Work order: Return the data. Every word must match.
--- START ---
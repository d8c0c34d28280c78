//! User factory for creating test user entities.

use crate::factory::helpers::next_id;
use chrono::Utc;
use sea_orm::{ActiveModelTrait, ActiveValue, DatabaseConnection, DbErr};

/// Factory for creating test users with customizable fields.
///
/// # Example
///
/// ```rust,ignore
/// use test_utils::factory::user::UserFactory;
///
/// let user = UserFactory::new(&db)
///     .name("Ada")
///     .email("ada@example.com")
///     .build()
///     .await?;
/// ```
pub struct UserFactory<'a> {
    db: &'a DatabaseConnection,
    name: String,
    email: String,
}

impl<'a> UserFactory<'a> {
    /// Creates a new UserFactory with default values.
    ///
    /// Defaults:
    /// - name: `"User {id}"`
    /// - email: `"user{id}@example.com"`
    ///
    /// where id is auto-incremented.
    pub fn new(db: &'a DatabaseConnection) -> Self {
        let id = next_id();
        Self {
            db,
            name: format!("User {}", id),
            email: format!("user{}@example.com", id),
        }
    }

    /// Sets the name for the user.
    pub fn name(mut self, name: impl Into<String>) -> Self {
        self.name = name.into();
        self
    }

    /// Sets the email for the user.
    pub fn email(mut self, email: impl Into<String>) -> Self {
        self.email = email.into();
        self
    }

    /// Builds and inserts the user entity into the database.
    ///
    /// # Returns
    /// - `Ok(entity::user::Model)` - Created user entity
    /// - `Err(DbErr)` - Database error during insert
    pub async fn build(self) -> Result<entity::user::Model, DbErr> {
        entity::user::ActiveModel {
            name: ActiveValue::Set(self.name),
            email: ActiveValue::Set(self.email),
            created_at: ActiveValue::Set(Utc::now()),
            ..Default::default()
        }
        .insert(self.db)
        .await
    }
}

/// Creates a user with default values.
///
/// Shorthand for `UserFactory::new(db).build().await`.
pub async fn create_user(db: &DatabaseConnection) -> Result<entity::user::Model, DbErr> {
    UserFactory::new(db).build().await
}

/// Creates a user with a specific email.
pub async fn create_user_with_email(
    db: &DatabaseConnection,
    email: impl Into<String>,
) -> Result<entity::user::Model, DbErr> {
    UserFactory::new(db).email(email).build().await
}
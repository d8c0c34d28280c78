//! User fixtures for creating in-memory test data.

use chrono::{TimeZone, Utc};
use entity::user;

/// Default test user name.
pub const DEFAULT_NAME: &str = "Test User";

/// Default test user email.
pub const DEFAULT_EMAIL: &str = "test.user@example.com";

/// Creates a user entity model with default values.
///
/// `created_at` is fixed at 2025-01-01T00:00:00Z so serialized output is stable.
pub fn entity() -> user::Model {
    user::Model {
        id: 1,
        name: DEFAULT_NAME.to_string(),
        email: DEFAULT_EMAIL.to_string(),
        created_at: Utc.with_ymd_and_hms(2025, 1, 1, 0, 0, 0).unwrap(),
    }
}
--- END ---
Written answer:
repository d8c0c34d28280c78
//! User factory for creating test user entities.

use crate::factory::helpers::next_id;
use chrono::Utc;
use sea_orm::{ActiveModelTrait, ActiveValue, DatabaseConnection, DbErr};

/// Factory for creating test users with customizable fields.
///
/// # Example
///
/// ```rust,ignore
/// use test_utils::factory::user::UserFactory;
///
/// let user = UserFactory::new(&db)
///     .name("Ada")
///     .email("ada@example.com")
///     .build()
///     .await?;
/// ```
pub struct UserFactory<'a> {
    db: &'a DatabaseConnection,
    name: String,
    email: String,
}

impl<'a> UserFactory<'a> {
    /// Creates a new UserFactory with default values.
    ///
    /// Defaults:
    /// - name: `"User {id}"`
    /// - email: `"user{id}@example.com"`
    ///
    /// where id is auto-incremented.
    pub fn new(db: &'a DatabaseConnection) -> Self {
        let id = next_id();
        Self {
            db,
            name: format!("User {}", id),
            email: format!("user{}@example.com", id),
        }
    }

    /// Sets the name for the user.
    pub fn name(mut self, name: impl Into<String>) -> Self {
        self.name = name.into();
        self
    }

    /// Sets the email for the user.
    pub fn email(mut self, email: impl Into<String>) -> Self {
        self.email = email.into();
        self
    }

    /// Builds and inserts the user entity into the database.
    ///
    /// # Returns
    /// - `Ok(entity::user::Model)` - Created user entity
    /// - `Err(DbErr)` - Database error during insert
    pub async fn build(self) -> Result<entity::user::Model, DbErr> {
        entity::user::ActiveModel {
            name: ActiveValue::Set(self.name),
            email: ActiveValue::Set(self.email),
            created_at: ActiveValue::Set(Utc::now()),
            ..Default::default()
        }
        .insert(self.db)
        .await
    }
}

/// Creates a user with default values.
///
/// Shorthand for `UserFactory::new(db).build().await`.
pub async fn create_user(db: &DatabaseConnection) -> Result<entity::user::Model, DbErr> {
    UserFactory::new(db).build().await
}

/// Creates a user with a specific email.
pub async fn create_user_with_email(
    db: &DatabaseConnection,
    email: impl Into<String>,
) -> Result<entity::user::Model, DbErr> {
    UserFactory::new(db).email(email).build().await
}
repository d8c0c34d28280c78
//! User fixtures for creating in-memory test data.

use chrono::{TimeZone, Utc};
use entity::user;

/// Default test user name.
pub const DEFAULT_NAME: &str = "Test User";

/// Default test user email.
pub const DEFAULT_EMAIL: &str = "test.user@example.com";

/// Creates a user entity model with default values.
///
/// `created_at` is fixed at 2025-01-01T00:00:00Z so serialized output is stable.
pub fn entity() -> user::Model {
    user::Model {
        id: 1,
        name: DEFAULT_NAME.to_string(),
        email: DEFAULT_EMAIL.to_string(),
        created_at: Utc.with_ymd_and_hms(2025, 1, 1, 0, 0, 0).unwrap(),
    }
}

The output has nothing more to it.